On June 10, 2024, NCTD launched five new weekday-only FLEX routes, known as the COASTER Connection. These routes connect the COASTER's Sorrento Valley station with nearby destinations. Four of the routes replaced the MTS's Sorrento Valley COASTER Connection (SVCC) routes, while a fifth (route 471) was a newly established route. However, Routes 471, 472, and 478 were eliminated in February 2026 due to not meeting the NCTD Service Design Guidelines.
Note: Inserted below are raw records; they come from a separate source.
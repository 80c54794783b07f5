//! Requests before and after manifest enrichment
//!
//! A [`RequestShell`] is what `getRequestSamples` returns: request metadata
//! plus lightweight sample stubs. An [`EnrichedRequest`] carries the same
//! metadata with the stubs replaced by full [`SampleManifest`]s, and is the
//! unit of output.

use crate::domain::ids::SampleId;
use crate::domain::manifest::SampleManifest;
use serde::{Deserialize, Serialize};

/// Request-level metadata shared by shells and enriched requests
#[derive(Debug, Clone, Default, PartialEq, Eq, Serialize, Deserialize)]
#[serde(rename_all = "camelCase", default)]
pub struct RequestMetadata {
    pub bic_analysis: bool,
    pub cmo_request: bool,
    pub data_access_emails: String,
    pub data_analyst_email: String,
    pub data_analyst_name: String,
    pub investigator_email: String,
    pub investigator_name: String,
    pub is_cmo_request: bool,
    pub lab_head_email: String,
    pub lab_head_name: String,
    pub library_type: String,
    pub other_contact_emails: String,
    pub pi_email: String,
    pub pooled_normals: Vec<String>,
    pub project_manager_name: String,
    pub qc_access_emails: String,
    pub recipe: String,
    pub request_id: String,
    pub strand: String,
}

/// Lightweight sample reference inside a request shell
#[derive(Debug, Clone, PartialEq, Eq, Serialize, Deserialize)]
pub struct SampleStub {
    #[serde(rename = "igoSampleId")]
    pub igo_sample_id: SampleId,

    #[serde(rename = "igocomplete", default)]
    pub igo_complete: bool,

    #[serde(rename = "investigatorSampleId", default)]
    pub investigator_sample_id: String,
}

/// Request metadata plus unresolved sample stubs
#[derive(Debug, Clone, Default, PartialEq, Eq, Serialize, Deserialize)]
pub struct RequestShell {
    #[serde(flatten)]
    pub metadata: RequestMetadata,

    #[serde(default)]
    pub samples: Vec<SampleStub>,
}

impl RequestShell {
    /// Splits the shell into its metadata and its stubs
    pub fn into_parts(self) -> (RequestMetadata, Vec<SampleStub>) {
        (self.metadata, self.samples)
    }

    /// Number of sample stubs
    pub fn sample_count(&self) -> usize {
        self.samples.len()
    }
}

/// Request metadata with fully resolved sample manifests
#[derive(Debug, Clone, PartialEq, Serialize, Deserialize)]
pub struct EnrichedRequest {
    #[serde(flatten)]
    pub metadata: RequestMetadata,

    pub samples: Vec<SampleManifest>,
}

impl EnrichedRequest {
    /// Starts an enriched request from shell metadata, with room for
    /// `capacity` manifests
    pub fn with_capacity(metadata: RequestMetadata, capacity: usize) -> Self {
        Self {
            metadata,
            samples: Vec::with_capacity(capacity),
        }
    }

    /// Appends the next manifest; callers append in stub order
    pub fn push_sample(&mut self, manifest: SampleManifest) {
        self.samples.push(manifest);
    }

    /// The request identifier as reported by LimsRest
    pub fn request_id(&self) -> &str {
        &self.metadata.request_id
    }
}

/// Fan-in result of an aggregation run
///
/// Requests are stored in completion order, which is not deterministic.
#[derive(Debug, Clone, Default, PartialEq)]
pub struct ResultSet {
    requests: Vec<EnrichedRequest>,
}

impl ResultSet {
    /// Create an empty result set sized for `capacity` requests
    pub fn with_capacity(capacity: usize) -> Self {
        Self {
            requests: Vec::with_capacity(capacity),
        }
    }

    /// Add a completed request
    pub fn push(&mut self, request: EnrichedRequest) {
        self.requests.push(request);
    }

    /// Number of requests
    pub fn len(&self) -> usize {
        self.requests.len()
    }

    /// Whether the set is empty
    pub fn is_empty(&self) -> bool {
        self.requests.is_empty()
    }

    /// Iterate in completion order
    pub fn iter(&self) -> std::slice::Iter<'_, EnrichedRequest> {
        self.requests.iter()
    }

    /// Total number of sample manifests across all requests
    pub fn sample_count(&self) -> usize {
        self.requests.iter().map(|r| r.samples.len()).sum()
    }

    /// Requests sorted by request id, for order-insensitive comparison
    pub fn into_sorted(mut self) -> Vec<EnrichedRequest> {
        self.requests.sort_by(|a, b| a.metadata.request_id.cmp(&b.metadata.request_id));
        self.requests
    }
}

impl IntoIterator for ResultSet {
    type Item = EnrichedRequest;
    type IntoIter = std::vec::IntoIter<EnrichedRequest>;

    fn into_iter(self) -> Self::IntoIter {
        self.requests.into_iter()
    }
}

impl<'a> IntoIterator for &'a ResultSet {
    type Item = &'a EnrichedRequest;
    type IntoIter = std::slice::Iter<'a, EnrichedRequest>;

    fn into_iter(self) -> Self::IntoIter {
        self.requests.iter()
    }
}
| Route | Terminals | Via | Predecessor under MTS | Annual ridership under MTS (FY 2023) |
| 473 | San Diego Sorrento Valley station | Sorrento Valley Rd | 973 | 7,548 |
| 479 | Genesee Ave | 974 | 6,968 |
| 979 | 6,295 |

== Organization, policies, and initiatives ==
A board of directors governs NCTD. The board includes members from Carlsbad, Del Mar, Encinitas, Escondido, Oceanside, Solana Beach, San Marcos, Vista, and the San Diego County Board of Supervisors.

=== Green initiatives ===
NCTD has implemented cutting-edge green initiatives and sustainability programs that minimize the environmental impact of public transit. NCTD recently installed solar panels, saving the agency $1 million in energy costs over five years. NCTD has increased recycling and improved lighting and is using biodegradable cleaning supplies. In addition, NCTD has received grant funding to install electric smart car chargers in transit center parking lots. Additionally, all of NCTD's COASTER vehicles are Tier IV compliant, reducing emissions by nearly 90% compared to Tier I locomotives and are also significantly quieter. NCTD is also leading the way with a changeover to battery-electric and hydrogen fuel-cell vehicles in its bus fleet.

=== Contactless fare systems ===

All NCTD and related San Diego Metropolitan Transit System (MTS) services utilize the new Pronto contactless fare system introduced in September 2021 by INIT Systems and SANDAG; the Pronto system succeeded the first-generation Compass Card system." As a replacement for the original "Compass Card," the Pronto fare system allows for a tap-on, tap-off approach through the use of station validators in order to deduct the correct fare; additional measures may need to be taken depending on the service. General Pronto cards can be physically purchased at Pronto ticket vending machines within NCTD facilities, or in NCTD customer service centers; electronic versions can be purchased through the website or through the mobile applications.

Both NCTD and MTS services previously utilized the aforementioned contactless "Compass Card", made possible by Cubic Transportation Systems, Inc. The "Compass Card" allowed passengers from MTS and NCTD to store regional transit passes and cash value on a rewritable RFID card. Customers would have purchased passes and added cash value on the Internet or at any ticket vending machine. Prior to using a provided service, customers tapped their Compass Cards on the ticket validator located at the transit center or station. The LED display on the validator would then light up with lights resembling that of a stoplight, and the LCD showed text regarding the passenger's fare account. The new Pronto system now used expanded upon many of the design concepts previously employed with the Compass Card system.